**YOUR ASSIGNMENT**
Pull every line with "ymax" from the data below and copy it.

▶

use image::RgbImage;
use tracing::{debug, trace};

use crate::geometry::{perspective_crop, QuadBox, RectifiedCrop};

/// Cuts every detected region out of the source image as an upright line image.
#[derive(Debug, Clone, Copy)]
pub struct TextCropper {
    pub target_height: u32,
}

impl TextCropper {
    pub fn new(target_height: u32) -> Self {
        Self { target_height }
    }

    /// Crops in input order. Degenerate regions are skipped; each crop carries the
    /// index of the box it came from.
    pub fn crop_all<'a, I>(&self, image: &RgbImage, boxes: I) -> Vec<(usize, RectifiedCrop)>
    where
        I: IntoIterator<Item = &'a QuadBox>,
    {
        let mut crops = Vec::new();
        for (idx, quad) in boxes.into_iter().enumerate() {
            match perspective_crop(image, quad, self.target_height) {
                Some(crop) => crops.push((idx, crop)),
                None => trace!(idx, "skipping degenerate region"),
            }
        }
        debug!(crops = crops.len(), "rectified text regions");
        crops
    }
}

◀
▶

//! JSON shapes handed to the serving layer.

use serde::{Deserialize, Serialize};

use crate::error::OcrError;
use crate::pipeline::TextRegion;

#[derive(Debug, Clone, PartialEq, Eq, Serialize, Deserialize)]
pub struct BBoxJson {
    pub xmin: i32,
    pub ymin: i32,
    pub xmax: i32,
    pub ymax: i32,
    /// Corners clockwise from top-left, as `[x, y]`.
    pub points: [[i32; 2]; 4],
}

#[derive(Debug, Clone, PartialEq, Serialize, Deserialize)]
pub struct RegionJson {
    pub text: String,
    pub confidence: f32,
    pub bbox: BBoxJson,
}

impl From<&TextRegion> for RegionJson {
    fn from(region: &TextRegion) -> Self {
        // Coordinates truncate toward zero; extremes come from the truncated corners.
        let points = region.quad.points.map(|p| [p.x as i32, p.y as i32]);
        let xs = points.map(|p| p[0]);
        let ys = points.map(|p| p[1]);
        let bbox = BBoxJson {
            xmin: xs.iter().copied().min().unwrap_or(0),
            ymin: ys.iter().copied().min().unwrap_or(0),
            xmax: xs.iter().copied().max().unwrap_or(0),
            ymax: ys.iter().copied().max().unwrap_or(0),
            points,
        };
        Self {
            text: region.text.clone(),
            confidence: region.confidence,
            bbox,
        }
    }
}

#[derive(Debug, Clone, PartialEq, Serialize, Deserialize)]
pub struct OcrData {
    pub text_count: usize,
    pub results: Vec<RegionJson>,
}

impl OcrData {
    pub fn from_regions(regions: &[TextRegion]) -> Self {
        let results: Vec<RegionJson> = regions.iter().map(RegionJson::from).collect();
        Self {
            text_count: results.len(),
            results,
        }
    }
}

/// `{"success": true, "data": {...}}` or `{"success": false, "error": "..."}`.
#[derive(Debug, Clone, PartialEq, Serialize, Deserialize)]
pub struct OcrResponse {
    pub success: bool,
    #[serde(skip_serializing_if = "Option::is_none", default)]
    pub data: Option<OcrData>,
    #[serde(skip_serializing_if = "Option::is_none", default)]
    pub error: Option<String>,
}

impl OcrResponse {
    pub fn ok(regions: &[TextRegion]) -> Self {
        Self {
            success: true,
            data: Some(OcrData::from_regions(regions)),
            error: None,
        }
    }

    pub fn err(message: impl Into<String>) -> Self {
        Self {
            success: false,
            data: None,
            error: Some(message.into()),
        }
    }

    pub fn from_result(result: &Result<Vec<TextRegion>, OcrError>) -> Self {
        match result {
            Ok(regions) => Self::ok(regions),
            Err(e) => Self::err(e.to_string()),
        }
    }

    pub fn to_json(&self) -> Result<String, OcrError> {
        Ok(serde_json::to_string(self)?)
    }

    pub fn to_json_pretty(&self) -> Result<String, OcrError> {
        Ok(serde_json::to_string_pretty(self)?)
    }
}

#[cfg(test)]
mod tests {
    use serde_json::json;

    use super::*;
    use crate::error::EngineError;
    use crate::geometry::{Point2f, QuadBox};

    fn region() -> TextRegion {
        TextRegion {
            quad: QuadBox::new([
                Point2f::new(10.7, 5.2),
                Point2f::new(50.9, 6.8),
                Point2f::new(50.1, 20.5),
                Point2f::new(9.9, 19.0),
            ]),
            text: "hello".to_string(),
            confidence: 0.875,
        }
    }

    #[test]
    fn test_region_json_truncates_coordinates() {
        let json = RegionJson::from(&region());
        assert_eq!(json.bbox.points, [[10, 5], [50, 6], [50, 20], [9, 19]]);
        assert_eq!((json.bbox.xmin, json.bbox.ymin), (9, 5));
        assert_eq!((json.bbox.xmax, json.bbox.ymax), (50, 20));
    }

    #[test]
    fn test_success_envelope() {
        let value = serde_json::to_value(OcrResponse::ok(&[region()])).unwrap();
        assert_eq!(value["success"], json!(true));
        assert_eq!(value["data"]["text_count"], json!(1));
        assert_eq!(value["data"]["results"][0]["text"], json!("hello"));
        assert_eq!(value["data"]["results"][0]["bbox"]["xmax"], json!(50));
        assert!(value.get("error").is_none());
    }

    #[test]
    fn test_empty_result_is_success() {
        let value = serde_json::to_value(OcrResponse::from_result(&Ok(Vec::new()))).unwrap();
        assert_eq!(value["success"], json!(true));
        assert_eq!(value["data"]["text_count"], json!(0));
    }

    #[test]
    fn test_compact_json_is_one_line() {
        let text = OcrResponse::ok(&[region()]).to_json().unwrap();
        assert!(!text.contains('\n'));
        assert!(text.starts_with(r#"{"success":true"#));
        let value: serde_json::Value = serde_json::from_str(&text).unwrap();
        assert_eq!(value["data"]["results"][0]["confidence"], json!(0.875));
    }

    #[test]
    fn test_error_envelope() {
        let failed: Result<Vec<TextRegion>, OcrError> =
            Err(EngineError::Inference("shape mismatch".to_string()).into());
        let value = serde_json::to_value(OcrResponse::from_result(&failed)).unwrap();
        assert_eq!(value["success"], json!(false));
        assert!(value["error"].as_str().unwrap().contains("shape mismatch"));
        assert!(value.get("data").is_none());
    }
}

◀

**OUTPUT FOR THIS TASK**
    pub ymax: i32,
            ymax: ys.iter().copied().max().unwrap_or(0),
        assert_eq!((json.bbox.xmax, json.bbox.ymax), (50, 20));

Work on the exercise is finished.